I’m concerned for the future of Brixton Speaks, my only foray, ever, into public visual arts. I did work as a cartoonist for a few years in the mid-1980s, contributing to publications as august as the New Statesman and City Limits, but my quip about the metier once I began writing in earnest, was that the captions had got longer and longer, while the drawings became more and more schematic, until I simply abandoned the latter altogether.
When I was approached ten years ago to produce a public artwork to be sited in Brixton’s world-famous Electric Avenue my reaction was first of all incredulous: Why me? Who had no experience of such things at all – and subsequently slightly appalled, because in the process of producing the artwork I learnt about the murky and bureaucratic world of these projects; learnt, specifically, that many of them were commissioned via intermediaries: public art ‘consultants’, who looked out for councils and town centres that were seeking to beautify their environs, then found the artists and managed the entire process of obtaining funding and permissions for a consideration.

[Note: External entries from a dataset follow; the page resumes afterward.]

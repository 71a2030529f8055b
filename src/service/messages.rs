//! Message pipeline
//!
//! Two halves of the delivery fabric. [`InboundSubmitter`] is the gateway's
//! producer side: a stamped client record goes onto the inbound topic keyed
//! by sender, preserving per-sender order. [`MessagePipeline`] is the
//! consumer side: validate, persist, advance the conversation tail, and emit
//! one outbound record per recipient keyed by that recipient.

use std::sync::Arc;

use serde_json::json;
use sqlx::PgPool;

use crate::bus::Publisher;
use crate::error::{AppError, Result};
use crate::models::{Conversation, ConversationKind, Message};
use crate::repo;
use crate::service::conversations;
use crate::wire::{InboundRecord, OutboundEnvelope};

/// Producer half used by the gateway reader pumps.
#[derive(Clone)]
pub struct InboundSubmitter {
    publisher: Arc<dyn Publisher>,
    topic: String,
}

impl InboundSubmitter {
    pub fn new(publisher: Arc<dyn Publisher>, topic: String) -> Self {
        Self { publisher, topic }
    }

    pub async fn submit(&self, record: &InboundRecord) -> Result<()> {
        if record.sender_id.is_empty() {
            return Err(AppError::Input("sender is required".to_string()));
        }
        if record.receiver_id.is_empty() && record.conversation_id.is_none() {
            return Err(AppError::Input(
                "receiver or conversation is required".to_string(),
            ));
        }
        let payload = serde_json::to_vec(record)
            .map_err(|e| AppError::Internal(format!("serializing inbound record: {e}")))?;
        self.publisher
            .publish(&self.topic, record.sender_id.as_bytes(), &payload)
            .await
    }
}

/// Consumer half: drives one inbound record through persist + fan-out.
pub struct MessagePipeline {
    pool: PgPool,
    publisher: Arc<dyn Publisher>,
    outbound_topic: String,
}

impl MessagePipeline {
    pub fn new(pool: PgPool, publisher: Arc<dyn Publisher>, outbound_topic: String) -> Self {
        Self {
            pool,
            publisher,
            outbound_topic,
        }
    }

    /// Entry point for the consumer driver. Returns `Ok` for anything that
    /// must not be retried (success or permanently bad input) and `Err` only
    /// for transient failures, which leave the offset uncommitted.
    pub async fn process(&self, payload: &[u8]) -> Result<()> {
        let record: InboundRecord = match serde_json::from_slice(payload) {
            Ok(record) => record,
            Err(e) => {
                tracing::warn!(error = %e, "skipping undecodable inbound record");
                return Ok(());
            }
        };

        match self.handle(record).await {
            Ok(()) => Ok(()),
            Err(e) if e.is_transient() => Err(e),
            Err(e) => {
                tracing::warn!(error = %e, "rejecting inbound record");
                Ok(())
            }
        }
    }

    async fn handle(&self, record: InboundRecord) -> Result<()> {
        let sender_id: i64 = record
            .sender_id
            .parse()
            .map_err(|_| AppError::Input(format!("bad sender id '{}'", record.sender_id)))?;

        if !repo::users::exists(&self.pool, sender_id).await? {
            return Err(AppError::NotFound(format!("sender {sender_id} not found")));
        }

        let conversation = self.resolve_target(&record, sender_id).await?;

        let message = self.persist(&record, &conversation, sender_id).await?;

        let recipients = fanout_recipients(
            conversation.kind,
            sender_id,
            record.receiver_id.parse().ok(),
            &repo::conversations::participants_of(&self.pool, conversation.id)
                .await?
                .iter()
                .map(|p| p.user_id)
                .collect::<Vec<_>>(),
        );

        let envelope = build_outbound(&message, &record);
        for recipient in recipients {
            let mut outbound = envelope.clone();
            outbound.receiver_id = recipient.to_string();
            let payload = serde_json::to_vec(&outbound)
                .map_err(|e| AppError::Internal(format!("serializing outbound: {e}")))?;
            // One slow or failing recipient must not block the rest.
            if let Err(e) = self
                .publisher
                .publish(&self.outbound_topic, outbound.receiver_id.as_bytes(), &payload)
                .await
            {
                tracing::error!(
                    recipient,
                    message_id = message.id,
                    error = %e,
                    "outbound fan-out failed for recipient"
                );
            }
        }
        Ok(())
    }

    /// Addressed conversation: explicit id (must be a participant) or the
    /// private conversation with the receiver, created on demand.
    async fn resolve_target(
        &self,
        record: &InboundRecord,
        sender_id: i64,
    ) -> Result<Conversation> {
        if let Some(conversation_id) = &record.conversation_id {
            let conversation_id: i64 = conversation_id.parse().map_err(|_| {
                AppError::Input(format!("bad conversation id '{conversation_id}'"))
            })?;
            let conversation = repo::conversations::get_by_id(&self.pool, conversation_id)
                .await?
                .ok_or_else(|| {
                    AppError::NotFound(format!("conversation {conversation_id} not found"))
                })?;
            repo::conversations::get_participant(&self.pool, conversation_id, sender_id)
                .await?
                .ok_or_else(|| {
                    AppError::Forbidden(format!(
                        "sender {sender_id} is not a participant of conversation {conversation_id}"
                    ))
                })?;
            return Ok(conversation);
        }

        let receiver_id: i64 = record
            .receiver_id
            .parse()
            .map_err(|_| AppError::Input(format!("bad receiver id '{}'", record.receiver_id)))?;
        if !repo::users::exists(&self.pool, receiver_id).await? {
            return Err(AppError::NotFound(format!("receiver {receiver_id} not found")));
        }
        conversations::resolve_private(&self.pool, sender_id, receiver_id).await
    }

    /// Create the message row and advance the conversation tail in one
    /// transactional scope.
    async fn persist(
        &self,
        record: &InboundRecord,
        conversation: &Conversation,
        sender_id: i64,
    ) -> Result<Message> {
        let metadata = if record.kind.carries_file_metadata() {
            Some(json!({
                "fileName": record.file_name.clone().unwrap_or_default(),
                "fileSize": record.file_size.unwrap_or(0),
            }))
        } else {
            None
        };

        let mut tx = self.pool.begin().await?;
        let message = repo::messages::insert(
            &mut *tx,
            conversation.id,
            sender_id,
            record.kind,
            &record.content,
            metadata.as_ref(),
            record.id.as_deref(),
            record.timestamp,
        )
        .await?;
        repo::conversations::set_last_message(&mut *tx, conversation.id, message.id).await?;
        tx.commit().await?;
        Ok(message)
    }
}

/// The outbound envelope mirrors the stored message; file details are lifted
/// from the persisted metadata.
fn build_outbound(message: &Message, record: &InboundRecord) -> OutboundEnvelope {
    let file_metadata = message.file_metadata();
    OutboundEnvelope {
        id: message.id.to_string(),
        kind: message.kind,
        content: message.content.clone(),
        sender_id: message.sender_id.to_string(),
        receiver_id: record.receiver_id.clone(),
        conversation_id: message.conversation_id.to_string(),
        timestamp: message.sent_at,
        file_name: file_metadata.as_ref().map(|m| m.file_name.clone()),
        file_size: file_metadata.as_ref().map(|m| m.file_size),
    }
}

/// Which user ids receive an outbound record for this message.
///
/// Private: the addressed receiver (or the other participant when the record
/// was addressed by conversation id). Group: every participant except the
/// sender.
pub fn fanout_recipients(
    kind: ConversationKind,
    sender_id: i64,
    explicit_receiver: Option<i64>,
    participants: &[i64],
) -> Vec<i64> {
    match kind {
        ConversationKind::Private => match explicit_receiver {
            Some(receiver) if receiver != sender_id => vec![receiver],
            _ => participants
                .iter()
                .copied()
                .filter(|&id| id != sender_id)
                .collect(),
        },
        ConversationKind::Group => participants
            .iter()
            .copied()
            .filter(|&id| id != sender_id)
            .collect(),
    }
}

/// Paged read of a conversation's messages with a participant check.
pub async fn messages_for_conversation(
    pool: &PgPool,
    conversation_id: i64,
    user_id: i64,
    limit: i64,
    offset: i64,
) -> Result<Vec<Message>> {
    conversations::get_for_user(pool, conversation_id, user_id).await?;
    repo::messages::list_for_conversation(pool, conversation_id, limit, offset).await
}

The manufacture of culture in this fashion can lead to all sorts of glaring – and indeed bulky – solecisms. I’m sure you, gentle reader, have your own hated eyesores: statues and murals the like of which haunt your dreams, and which have the fact that they were effectively inspired by the bureaucratic processes that brought them into being written into their every lineament. I daresay there are some Brixtonians who feel this way about Brixton Speaks – but my defence, if I have any, is that the work at least conforms to the rubric I outlined above, being simply text without any pictorial element. Positioned on the wall of the branch of Iceland located near the junction of Brixton Road and Electric Avenue, this is a significant site: the entrance to the famous street market, as well as the place where at 5.25 pm on April 17, 1999, a nail bomb planted by the neo-Nazi David Copeland exploded, injuring 48 people – many of them seriously.
Copeland targeted Electric Avenue because of its ‘vibrant character’ – estate agent-speak for areas that have a high ethnic minority population: in this case black British, African and African-Caribbean. He was unlikely to’ve been aware that the Avenue is so-called because it was the first market street in the world to have electric lighting; built in the 1880s, the gently curving terraces were fronted by elegant glass and iron canopies for a hundred years, only being removed at around the time Eddie Grant was memorialising the 1981 Brixton riots with his lyric: “we gonna rock down to Electric Avenue / And then we’ll take it higher.”
My idea for the piece was, I felt, a response to all of this – and a celebration of the market’s continuing vigour and burgeoning diversity. The idea was simple: I would hang out around the market for a few days eavesdropping on all the multifarious conversations being had by the stallholders and their punters. Then I would make a selection of these snippets – ones that seemed to me the most open-ended – and incorporate them into an electric signboard. This would then be programmed so that the bits of text lit up in different, randomized sequences – thereby generating new conversations, and so continuing, via this electrified means, Brixton’s never-ending dialogue with itself.
Predictably, in meetings with Brixton’s town manager questions arose of representation: many of the conversations I’d overhead touched on such matters as moody fivers, shoplifting and marijuana use. One line in particular bothered her; I’d rendered the Jamaican patois phonetically as ‘You tek on me like I is a teef’, and she worried that this would give the impression that African Caribbean people were all light-fingered. I pointed out that this wasn’t anything I’d made up – but a verbatim transcript. In the end, we compromised on a more ambiguous formulation – while it’s also to the manager’s credit that she let me incorporate a number of other phrases that, in these more morally straitened times, might be adjudged risqué.
And then there’s the whole vexed question of cultural appropriation – a decade on it’s hard to imagine a white man being allowed to make an intervention of this sort in such a sensitive location for the black community. I get that – but still stand by Brixton Speaks: I’ve lived in the area for a quarter of a century now: and this is my community as well. So, I’m troubled that I scarcely ever – if at all – see the work lit up, this means it just looks like another dull bit of vertical type stuck on to the built environment. When Brixton Speaks was installed, I had a This is Spinal Tap moment – because like the titular heavy metal band’s notorious model of Stonehenge, the signboard was way smaller than I thought it would be. But of course, it’s never the size of public artworks that really matters – only their significance.